The data
:::
//! Configuration management module

pub mod parser;
pub mod validation;
pub mod env;

// Re-export main functionality
pub use parser::{ConfigParser, load_config, display_config_summary};
pub use validation::{ConfigValidator, ValidationLevel, ValidationWarning, validate_config};
pub use env::EnvManager;

// Re-export from models for convenience
pub use crate::models::Config;
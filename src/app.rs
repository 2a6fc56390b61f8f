//! Main pipeline orchestration: scan, aggregate, then render

use crate::{
    chart::{ChartSpec, PlotSink},
    error::Result,
    logging::Logger,
    models::{Config, LatencySeries},
    series::SeriesBuilder,
    source::MeasurementSource,
};

/// Connects a measurement source and a plot sink under one configuration
pub struct Pipeline<S, P> {
    config: Config,
    builder: SeriesBuilder<S>,
    sink: P,
    logger: Logger,
}

impl<S: MeasurementSource, P: PlotSink> Pipeline<S, P> {
    pub fn new(config: Config, source: S, sink: P) -> Self {
        let logger = Logger::with_config("pipeline", &config);
        let builder = SeriesBuilder::new(source).with_logger(logger.child("series"));
        Self {
            config,
            builder,
            sink,
            logger,
        }
    }

    pub fn config(&self) -> &Config {
        &self.config
    }

    /// Build the series for every run and render it.
    ///
    /// The chart is only rendered once all runs aggregated successfully; on
    /// any earlier failure the sink is never called.
    pub fn run(&self) -> Result<LatencySeries> {
        self.logger
            .info("aggregating runs")
            .field("base_dir", self.config.base_dir.display().to_string())
            .field("first_run", self.config.first_run)
            .field("last_run", self.config.last_run)
            .log();

        let series = self.builder.build(&self.config).map_err(|e| {
            self.logger
                .error("aggregation failed, no chart written")
                .field("category", e.category())
                .log();
            e
        })?;

        let chart = ChartSpec::from_config(&self.config);
        self.sink.render(&chart, &series)?;

        Ok(series)
    }
}
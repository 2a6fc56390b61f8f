//! Measurement, per-run aggregate and series data structures

use serde::{Deserialize, Serialize};
use std::path::PathBuf;

/// One (query, buy) latency pair read from a measurement file, in milliseconds
#[derive(Debug, Clone, Copy, PartialEq, Serialize, Deserialize)]
pub struct Measurement {
    pub query_ms: f64,
    pub buy_ms: f64,
}

impl Measurement {
    pub fn new(query_ms: f64, buy_ms: f64) -> Self {
        Self { query_ms, buy_ms }
    }
}

/// Averages of one run
#[derive(Debug, Clone, PartialEq, Serialize, Deserialize)]
pub struct RunAggregate {
    /// Concurrent client count identifying the run
    pub clients: u32,
    /// Directory the measurements were read from
    pub directory: PathBuf,
    /// Mean query latency in milliseconds
    pub query_avg: f64,
    /// Mean buy latency in milliseconds
    pub buy_avg: f64,
    /// Number of measurement files that contributed
    pub sample_count: usize,
}

impl RunAggregate {
    /// Whether this run had no measurements and carries NaN averages
    pub fn is_empty(&self) -> bool {
        self.sample_count == 0
    }
}

/// Index-aligned average series, ordered by ascending client count
#[derive(Debug, Clone, Default, PartialEq, Serialize, Deserialize)]
pub struct LatencySeries {
    pub clients: Vec<u32>,
    pub query: Vec<f64>,
    pub buy: Vec<f64>,
    #[serde(skip_serializing_if = "Vec::is_empty", default)]
    pub runs: Vec<RunAggregate>,
}

impl LatencySeries {
    pub fn new() -> Self {
        Self::default()
    }

    /// Append one run, keeping all sequences aligned
    pub fn push(&mut self, run: RunAggregate) {
        self.clients.push(run.clients);
        self.query.push(run.query_avg);
        self.buy.push(run.buy_avg);
        self.runs.push(run);
    }

    pub fn len(&self) -> usize {
        self.clients.len()
    }

    pub fn is_empty(&self) -> bool {
        self.clients.is_empty()
    }

    /// (client count, average) points of the query series
    pub fn query_points(&self) -> impl Iterator<Item = (u32, f64)> + '_ {
        self.clients.iter().copied().zip(self.query.iter().copied())
    }

    /// (client count, average) points of the buy series
    pub fn buy_points(&self) -> impl Iterator<Item = (u32, f64)> + '_ {
        self.clients.iter().copied().zip(self.buy.iter().copied())
    }

    /// Smallest and largest finite average across both series
    pub fn latency_range(&self) -> Option<(f64, f64)> {
        self.query
            .iter()
            .chain(self.buy.iter())
            .copied()
            .filter(|v| v.is_finite())
            .fold(None, |acc: Option<(f64, f64)>, v| {
                Some(acc.map_or((v, v), |(lo, hi)| (lo.min(v), hi.max(v))))
            })
    }
}
//! Latency Grapher - Main CLI Application
//!
//! Reads `<base>/clients_<n>/*.txt` for every configured run, averages the
//! query and buy latencies, writes the chart and prints a per-run summary.

use clap::Parser;
use latency_grapher::{
    build_info,
    chart::PlottersRenderer,
    cli::Cli,
    config::{display_config_summary, load_config, validate_config},
    error::{AppError, Result},
    logging::Logger,
    output::OutputCoordinator,
    source::FileSystemSource,
    Pipeline,
};
use std::process;

fn main() {
    // Set up better panic handling
    std::panic::set_hook(Box::new(|panic_info| {
        eprintln!("Application panic: {}", panic_info);
        process::exit(99);
    }));

    let cli = Cli::parse();

    if let Err(message) = cli.validate() {
        eprintln!("Error: {}", message);
        process::exit(2);
    }

    let use_color = cli.use_colors();
    if let Err(e) = run_application(cli) {
        eprintln!("{}", e.format_for_console(use_color));
        print_error_suggestions(&e);
        process::exit(e.exit_code());
    }
}

/// Main application logic
fn run_application(cli: Cli) -> Result<()> {
    let debug = cli.debug;
    let use_color = cli.use_colors();

    if debug {
        eprintln!("{}", build_info());
        eprintln!("Debug mode enabled");
    }

    // Load and validate configuration
    let mut config = load_config(cli)?;
    config.enable_color = config.enable_color && use_color;
    let warnings = validate_config(&config)?;

    if config.debug {
        eprintln!("\nConfiguration Summary:");
        eprintln!("{}\n", display_config_summary(&config));
    }

    for warning in &warnings {
        eprintln!("{}", warning.format(config.enable_color));
    }

    let logger = Logger::with_config("latency-grapher", &config);
    let renderer = PlottersRenderer::new().with_logger(logger.child("chart"));
    let pipeline = Pipeline::new(config.clone(), FileSystemSource::new(), renderer);

    let series = pipeline.run()?;

    let coordinator = OutputCoordinator::from_config(&config);
    println!("{}", coordinator.display_results(&series, &config)?);

    Ok(())
}

/// Print helpful suggestions for common errors
fn print_error_suggestions(error: &AppError) {
    let message = error.user_friendly_message();
    if let Some((_, suggestion)) = message.split_once("\n\n") {
        eprintln!();
        eprintln!("{}", suggestion);
    }
}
:::
Exercise
Scan the material above for lines that contain the string "derive", and copy each such line.

Expected output
#[derive(Debug, Clone, Copy, PartialEq, Serialize, Deserialize)]
#[derive(Debug, Clone, PartialEq, Serialize, Deserialize)]
#[derive(Debug, Clone, Default, PartialEq, Serialize, Deserialize)]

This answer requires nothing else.